(Dataset entries)
::::::
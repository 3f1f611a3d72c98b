//! The services registered directly in one registry.

use std::any::TypeId;
use std::collections::BTreeSet;
use std::fmt::Write as _;
use std::sync::{Arc, Weak};

use ahash::AHashMap;
use parking_lot::RwLock;
use smallvec::SmallVec;

use super::{provider_id, Service, ServiceProvider, ServiceVisitor, SingletonService};
use crate::access::ServiceAccessToken;
use crate::class::{markers, ClassInspector};
use crate::error::{RegistryError, RegistryResult};
use crate::instance::{Instance, RawValue};
use crate::internal::CompositeStoppable;
use crate::key::{format_types, ClassKey, TypeSpec};
use crate::registry::{RegistryInner, RegistryState};
use crate::traits::{AnnotatedServiceLifecycleHandler, LifecycleRegistration, ServiceRegistry};

type Providers = SmallVec<[Arc<dyn ServiceProvider>; 2]>;

/// Own services of a registry, indexed by every class in the hierarchy of
/// each declared type.
pub(crate) struct OwnServices {
    display_name: String,
    inspector: Arc<ClassInspector>,
    state: Arc<RegistryState>,
    providers_by_type: RwLock<AHashMap<TypeId, Providers>>,
    services: RwLock<Vec<Arc<SingletonService>>>,
    lifecycle_handlers: RwLock<Vec<Arc<dyn AnnotatedServiceLifecycleHandler>>>,
}

impl OwnServices {
    pub(crate) fn new(
        registry: Weak<RegistryInner>,
        display_name: String,
        inspector: Arc<ClassInspector>,
        state: Arc<RegistryState>,
    ) -> Self {
        let this_as_service = ThisAsService::new(registry, display_name.clone(), Arc::clone(&inspector));
        let mut providers_by_type = AHashMap::new();
        let reserved: Providers = smallvec::smallvec![this_as_service as Arc<dyn ServiceProvider>];
        providers_by_type.insert(TypeId::of::<dyn ServiceRegistry>(), reserved);
        OwnServices {
            display_name,
            inspector,
            state,
            providers_by_type: RwLock::new(providers_by_type),
            services: RwLock::new(Vec::new()),
            lifecycle_handlers: RwLock::new(Vec::new()),
        }
    }

    fn providers(&self, class: ClassKey) -> Providers {
        self.providers_by_type.read().get(&class.id()).cloned().unwrap_or_default()
    }

    fn ambiguity(&self, header: String, candidates: &[Arc<dyn Service>]) -> RegistryError {
        let descriptions: BTreeSet<String> = candidates.iter().map(|candidate| candidate.display_name()).collect();
        let mut message = header;
        for description in descriptions {
            let _ = write!(message, "\n   - {}", description);
        }
        RegistryError::lookup(message)
    }

    /// Adds a service, indexing it under its whole declared hierarchy.
    pub(crate) fn add(&self, service: Arc<SingletonService>) -> RegistryResult<()> {
        self.state.assert_mutable(&self.display_name)?;

        let object = ClassKey::of::<markers::Object>();
        let reserved = ClassKey::of::<dyn ServiceRegistry>();
        let mut classes = Vec::new();
        for declared in service.declared_classes() {
            for class in self.inspector.details(*declared).hierarchy() {
                if *class == object {
                    continue;
                }
                if *class == reserved {
                    return Err(RegistryError::IllegalArgument(format!(
                        "Cannot define a service of type ServiceRegistry: {}",
                        service.display_name()
                    )));
                }
                classes.push(*class);
            }
        }

        let provider: Arc<dyn ServiceProvider> = service.clone();
        {
            let mut providers_by_type = self.providers_by_type.write();
            for class in classes {
                let providers = providers_by_type.entry(class.id()).or_default();
                if !providers.iter().any(|existing| provider_id(existing) == provider_id(&provider)) {
                    providers.push(Arc::clone(&provider));
                }
            }
        }
        self.services.write().push(Arc::clone(&service));
        tracing::debug!(registry = %self.display_name, service = %service.display_name(), "service registered");

        let handlers = self.lifecycle_handlers.read().clone();
        for handler in &handlers {
            self.notify_handler(handler.as_ref(), &service);
        }
        Ok(())
    }

    /// Checks a freshly realized instance against the lifecycle handlers, and
    /// registers it as a handler when it is one.
    pub(crate) fn instance_realized(&self, service: &SingletonService, instance: &Instance) -> RegistryResult<()> {
        let handler_class = ClassKey::of::<dyn AnnotatedServiceLifecycleHandler>();
        let declared = service.declared_classes();
        if instance.details().is_subtype_of(handler_class) {
            if !declared.iter().any(|class| self.inspector.is_assignable(handler_class, *class)) {
                return Err(RegistryError::IllegalState(format!(
                    "{} implements {} but is not declared as a service of this type. This service is declared as having {}.",
                    service.display_name(),
                    handler_class,
                    format_types("type", service.service_types())
                )));
            }
            let handler = instance.cast::<dyn AnnotatedServiceLifecycleHandler>().ok_or_else(|| {
                RegistryError::IllegalState(format!(
                    "{} cannot be viewed as {}.",
                    service.display_name(),
                    handler_class
                ))
            })?;
            self.handler_created(handler);
        }

        let handlers = self.lifecycle_handlers.read().clone();
        for handler in &handlers {
            for annotation in handler.annotations() {
                let implementation_has_annotation = instance.details().has_annotation(annotation);
                if implementation_has_annotation && !self.any_type_has_annotation(annotation, declared) {
                    return Err(RegistryError::IllegalState(format!(
                        "{} is annotated with @{} but is not declared as a service with this annotation. This service is declared as having {}.",
                        service.display_name(),
                        annotation,
                        format_types("type", service.service_types())
                    )));
                }
            }
        }
        Ok(())
    }

    fn handler_created(&self, handler: Arc<dyn AnnotatedServiceLifecycleHandler>) {
        self.lifecycle_handlers.write().push(Arc::clone(&handler));
        let services = self.services.read().clone();
        for service in &services {
            self.notify_handler(handler.as_ref(), service);
        }
    }

    fn notify_handler(&self, handler: &dyn AnnotatedServiceLifecycleHandler, service: &Arc<SingletonService>) {
        let registration = RegistrationWrapper {
            service: Arc::clone(service),
            state: Arc::clone(&self.state),
            display_name: &self.display_name,
        };
        if let Some(implicit) = handler.implicit_annotation() {
            handler.when_registered(implicit, &registration);
            return;
        }
        for annotation in handler.annotations() {
            if self.any_type_has_annotation(annotation, service.declared_classes()) {
                handler.when_registered(annotation, &registration);
            }
        }
    }

    fn any_type_has_annotation(&self, annotation: ClassKey, types: &[ClassKey]) -> bool {
        types.iter().any(|class| self.inspector.has_annotation(*class, annotation))
    }
}

impl ServiceProvider for OwnServices {
    fn get_service(&self, spec: &TypeSpec, token: Option<&ServiceAccessToken>) -> RegistryResult<Option<Arc<dyn Service>>> {
        let providers = self.providers(spec.erased());
        match providers.as_slice() {
            [] => return Ok(None),
            [single] => return single.get_service(spec, token),
            _ => {}
        }
        let mut services = Vec::with_capacity(providers.len());
        for provider in &providers {
            if let Some(service) = provider.get_service(spec, token)? {
                services.push(service);
            }
        }
        if services.len() <= 1 {
            return Ok(services.pop());
        }
        Err(self.ambiguity(
            format!("Multiple services of type {} available in {}:", spec, self.display_name),
            &services,
        ))
    }

    fn get_factory(&self, element: ClassKey, token: Option<&ServiceAccessToken>) -> RegistryResult<Option<Arc<dyn Service>>> {
        let providers = self.providers(ClassKey::of::<markers::Factory>());
        let mut services = Vec::with_capacity(providers.len());
        for provider in &providers {
            if let Some(service) = provider.get_factory(element, token)? {
                services.push(service);
            }
        }
        if services.len() <= 1 {
            return Ok(services.pop());
        }
        Err(self.ambiguity(
            format!("Multiple factories for objects of type {} available in {}:", element, self.display_name),
            &services,
        ))
    }

    fn get_all(&self, class: ClassKey, token: Option<&ServiceAccessToken>, visitor: &mut ServiceVisitor) -> RegistryResult<()> {
        for provider in &self.providers(class) {
            provider.get_all(class, token, visitor)?;
        }
        Ok(())
    }

    /// Stops the services in registration order. Each service stops the
    /// services depending on it first.
    fn stop(&self) -> RegistryResult<()> {
        let services = self.services.read().clone();
        let mut stoppable = CompositeStoppable::new();
        for service in &services {
            stoppable.stop_provider(service.as_ref());
        }
        stoppable.finish()
    }
}

/// A registered service as offered to lifecycle handlers.
struct RegistrationWrapper<'a> {
    service: Arc<SingletonService>,
    state: Arc<RegistryState>,
    display_name: &'a str,
}

impl LifecycleRegistration for RegistrationWrapper<'_> {
    fn declared_types(&self) -> Vec<ClassKey> {
        self.service.declared_classes().to_vec()
    }

    fn instance(&self) -> RegistryResult<Instance> {
        self.state.service_requested(self.display_name)?;
        self.service.prepared_instance()
    }
}

/// The registry itself, provided as the reserved `ServiceRegistry` service.
struct ThisAsService {
    this: Weak<ThisAsService>,
    registry: Weak<RegistryInner>,
    display_name: String,
    inspector: Arc<ClassInspector>,
}

impl ThisAsService {
    fn new(registry: Weak<RegistryInner>, display_name: String, inspector: Arc<ClassInspector>) -> Arc<Self> {
        Arc::new_cyclic(|this| ThisAsService { this: this.clone(), registry, display_name, inspector })
    }

    fn as_service(&self) -> Option<Arc<dyn Service>> {
        self.this.upgrade().map(|this| this as Arc<dyn Service>)
    }
}

impl Service for ThisAsService {
    fn get(&self) -> RegistryResult<Instance> {
        let registry = self.registry.upgrade().ok_or_else(|| {
            RegistryError::IllegalState(format!("{} has been discarded.", self.display_name()))
        })?;
        let registry: Arc<dyn ServiceRegistry> = registry;
        let details = self.inspector.details(ClassKey::of::<dyn ServiceRegistry>());
        Ok(Instance::new(details, RawValue::new(registry)))
    }

    fn display_name(&self) -> String {
        format!("ServiceRegistry {}", self.display_name)
    }

    fn required_by(&self, _dependent: &Arc<SingletonService>) {}
}

impl ServiceProvider for ThisAsService {
    fn get_service(&self, spec: &TypeSpec, _token: Option<&ServiceAccessToken>) -> RegistryResult<Option<Arc<dyn Service>>> {
        if *spec == TypeSpec::of::<dyn ServiceRegistry>() {
            return Ok(self.as_service());
        }
        Ok(None)
    }

    fn get_factory(&self, _element: ClassKey, _token: Option<&ServiceAccessToken>) -> RegistryResult<Option<Arc<dyn Service>>> {
        Ok(None)
    }

    fn get_all(&self, class: ClassKey, _token: Option<&ServiceAccessToken>, visitor: &mut ServiceVisitor) -> RegistryResult<()> {
        if class == ClassKey::of::<dyn ServiceRegistry>() {
            if let Some(service) = self.as_service() {
                visitor.visit(service);
            }
        }
        Ok(())
    }

    fn stop(&self) -> RegistryResult<()> {
        Ok(())
    }
}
::::::
[WHAT THE TASK ASKS] Output, from the data above, the lines from the line with "let reserved: Providers" to the line with "if *class == object" exactly as they stand, both ends included and nothing else.

[COMPLETED TASK]
        let reserved: Providers = smallvec::smallvec![this_as_service as Arc<dyn ServiceProvider>];
        providers_by_type.insert(TypeId::of::<dyn ServiceRegistry>(), reserved);
        OwnServices {
            display_name,
            inspector,
            state,
            providers_by_type: RwLock::new(providers_by_type),
            services: RwLock::new(Vec::new()),
            lifecycle_handlers: RwLock::new(Vec::new()),
        }
    }

    fn providers(&self, class: ClassKey) -> Providers {
        self.providers_by_type.read().get(&class.id()).cloned().unwrap_or_default()
    }

    fn ambiguity(&self, header: String, candidates: &[Arc<dyn Service>]) -> RegistryError {
        let descriptions: BTreeSet<String> = candidates.iter().map(|candidate| candidate.display_name()).collect();
        let mut message = header;
        for description in descriptions {
            let _ = write!(message, "\n   - {}", description);
        }
        RegistryError::lookup(message)
    }

    /// Adds a service, indexing it under its whole declared hierarchy.
    pub(crate) fn add(&self, service: Arc<SingletonService>) -> RegistryResult<()> {
        self.state.assert_mutable(&self.display_name)?;

        let object = ClassKey::of::<markers::Object>();
        let reserved = ClassKey::of::<dyn ServiceRegistry>();
        let mut classes = Vec::new();
        for declared in service.declared_classes() {
            for class in self.inspector.details(*declared).hierarchy() {
                if *class == object {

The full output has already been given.